Home » Betuwse streekgeschiedenis » Een goed in het kerspel Rijswijk, genaamd de Brede, en het echtpaar Gijsbert van Hardenbroek (?-1608) en Bertha van Bemmel (?-1650)

Een goed in het kerspel Rijswijk, genaamd de Brede, en het echtpaar Gijsbert van Hardenbroek (?-1608) en Bertha van Bemmel (?-1650)

J.C. Kort publiceerde het ‘Repertorium op de lenen van de Hofstede Culemborg, 1251-1648 (1669)’. De lenen buiten Gelderland werden al eerder gepubliceerd in het blad ‘Ons Voorgeslacht’ (jaargang 42, 1987). In dit repertorium komt de naam Van Meerten meer dan honderd keer voor. In dit artikel richten we ons op het echtpaar Gijsbert van Hardenbroek (?-1608) en Bertha van Bemmel (?-1650) en hun leen te Rijswijk (Betuwe).1

Drieënhalve morgen in ’t Nederbroek

Leengoed 637 (pagina 234 en 235) is drieënhalve morgen in het kerspel Rijswijk in ’t Nederbroek. Het stuk land is gelocaliseerd tussen de heer Van Meer (beneden) en het gasthuis te Wijk (boven). Het land wordt op 2 mei 1650 overgedragen aan Bertha van Bemmel.2 Zij Bernard van Leeuwen had deze drieënhalve morgen in 1634 beleend ‘bij dode van Albert zijn vader’. Op 2 mei 1650 was Assueer uten Weerde namens Bertha van Bemmel, bij de overeenkomst tussen Bernard en Bertha, aanwezig. Bertha was weduwe van Gijsbert van Hardenbroek.

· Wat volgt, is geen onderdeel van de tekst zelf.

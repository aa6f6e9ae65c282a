use std::collections::BTreeMap;

use mailrun_common::dates::{DateRange, cn_date};

/// The closed set of names a template may reference.
#[derive(Debug, Clone, Copy, PartialEq, Eq, PartialOrd, Ord, Hash)]
pub enum Placeholder {
    StartDate,
    EndDate,
    StartDateCn,
    EndDateCn,
    DateRangeCn,
    GroupName,
}

impl Placeholder {
    pub const ALL: [Placeholder; 6] = [
        Placeholder::StartDate,
        Placeholder::EndDate,
        Placeholder::StartDateCn,
        Placeholder::EndDateCn,
        Placeholder::DateRangeCn,
        Placeholder::GroupName,
    ];

    pub fn name(&self) -> &'static str {
        match self {
            Placeholder::StartDate => "start_date",
            Placeholder::EndDate => "end_date",
            Placeholder::StartDateCn => "start_date_cn",
            Placeholder::EndDateCn => "end_date_cn",
            Placeholder::DateRangeCn => "date_range_cn",
            Placeholder::GroupName => "group_name",
        }
    }

    /// Resolve a name used inside `{...}`. `hospital` is the legacy spelling of
    /// `group_name`.
    pub fn from_name(name: &str) -> Option<Self> {
        match name {
            "hospital" => Some(Placeholder::GroupName),
            _ => Self::ALL.into_iter().find(|p| p.name() == name),
        }
    }
}

impl std::fmt::Display for Placeholder {
    fn fmt(&self, f: &mut std::fmt::Formatter<'_>) -> std::fmt::Result {
        write!(f, "{}", self.name())
    }
}

/// Values available to a template. The date fields are built once per batch;
/// `group_name` is layered on per row with [`PlaceholderContext::for_group`].
#[derive(Debug, Clone, Default, PartialEq, Eq)]
pub struct PlaceholderContext {
    values: BTreeMap<Placeholder, String>,
}

impl PlaceholderContext {
    pub fn for_dates(range: &DateRange) -> Self {
        let mut values = BTreeMap::new();
        values.insert(Placeholder::StartDate, range.start_iso());
        values.insert(Placeholder::EndDate, range.end_iso());
        values.insert(Placeholder::StartDateCn, cn_date(range.start()));
        values.insert(Placeholder::EndDateCn, cn_date(range.end()));
        values.insert(Placeholder::DateRangeCn, range.range_cn());
        Self { values }
    }

    /// Copy of this context with `group_name` set.
    pub fn for_group(&self, group_name: &str) -> Self {
        let mut ctx = self.clone();
        ctx.values
            .insert(Placeholder::GroupName, group_name.to_string());
        ctx
    }

    pub fn get(&self, placeholder: Placeholder) -> Option<&str> {
        self.values.get(&placeholder).map(String::as_str)
    }

    pub fn set(&mut self, placeholder: Placeholder, value: impl Into<String>) {
        self.values.insert(placeholder, value.into());
    }
}

#[cfg(test)]
mod tests {
    use super::*;

    #[test]
    fn test_names_round_trip() {
        for p in Placeholder::ALL {
            assert_eq!(Placeholder::from_name(p.name()), Some(p));
        }
    }

    #[test]
    fn test_hospital_alias() {
        assert_eq!(Placeholder::from_name("hospital"), Some(Placeholder::GroupName));
        assert_eq!(Placeholder::from_name("Hospital"), None);
    }

    #[test]
    fn test_date_context_has_no_group_until_layered() {
        let range = DateRange::parse("2025-12-01", "2025-12-07").unwrap();
        let batch = PlaceholderContext::for_dates(&range);
        assert_eq!(batch.get(Placeholder::StartDate), Some("2025-12-01"));
        assert_eq!(batch.get(Placeholder::EndDateCn), Some("2025年12月7日"));
        assert_eq!(batch.get(Placeholder::GroupName), None);

        let row = batch.for_group("East Ward");
        assert_eq!(row.get(Placeholder::GroupName), Some("East Ward"));
        assert_eq!(batch.get(Placeholder::GroupName), None);
    }
}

Een goed ‘de Brede’ in het kerspel Rijswijk

Leen 710 (pagina 252 en 253) betreft een hoeve in Tienhoven in het land van Culemborg, een goed in het kerspel Rijswijk, genaamd de Brede. Hierbij hoort tien morgen land en 28 oude schilden in het kerspel Hien. Het goed in Rijswijk kende in 1578 de volgende begrenzingen, in het oosten de erven Herman van Eck, in het westen de gemene straat, genaamd Molenweg, in het zuiden de bandijk en in het noorden de Lekstroom. Het land heeft zich dus in de uiterwaarden bevonden. Dit leen wordt op 28 november 1566 overgedragen door Frederik uten Eng aan Gijsbert van Hardenbroek, de vader van de hierboven genoemde Gijsbert van Hardenbroek. Op 22 mei 1571 wordt opnieuw een overdracht gemeld tussen Frederik uten Eng, zijn landschrijver Jacob Botter is aanwezig, en Gijsbert van Hardenbroek. Op 20 oktober 1577 is vader Gijsbert ziek en draagt het goed, ‘met ledige hand’, over aan zijn zoon Gijsbert van Hardenbroek of zijn dochter Machteld van Hardenbroek. Wel met het behoud van lijftocht van Theodorica van Deutecom, zijn vrouw. In mei 1588 komt het goed, na het overlijden van zijn vader, geheel op zijn zoon Gijsbert van Hardenbroek.3 Op 7 februari 1606 wordt het goed als lijftocht verbonden aan Bertha van Bemmel, de kersverse vrouw van Gijsbert van Hardenbroek. Op 22 maart 1609 wordt Johan, namens Bertha, beleend met het goed. Zij is dan weduwe van Gijsbert van Hardenbroek. Johan is de oudste broer van Bertha. Op 27 februari 1617 gaat het goed over naar Otto van Beesd, namens Machteld van Westreenen zijn vrouw, vanwege het overlijden van Gijsbert van Hardenbroek (die ruim negen jaar geleden overleden is). Deze Machteld van Westreenen is mogelijk de dochter van Machteld van Hardenbroek, de zus van Gijsbert van Hardenbroek.

Voetnoten

  1. Dit repertorium is te vinden via de website ‘Van Osnabrugge’: https://vanosnabrugge.org/docs/Hofstede-Culemborg.pdf.
  2. Bertha was de dochter van Heijmerick van Bemmel en Anna van Meerten: https://oorsprong.info/parenteel-van-anna-van-meerten-en-heijmerick-van-bemmel/.
  3. Hier zien we een verschil met de genealogische gegevens van de familie Van Hardenbroek, daarin wordt beweerd dat vader Gijsbert in hoge ouderdom in Juli 1600 is overleden.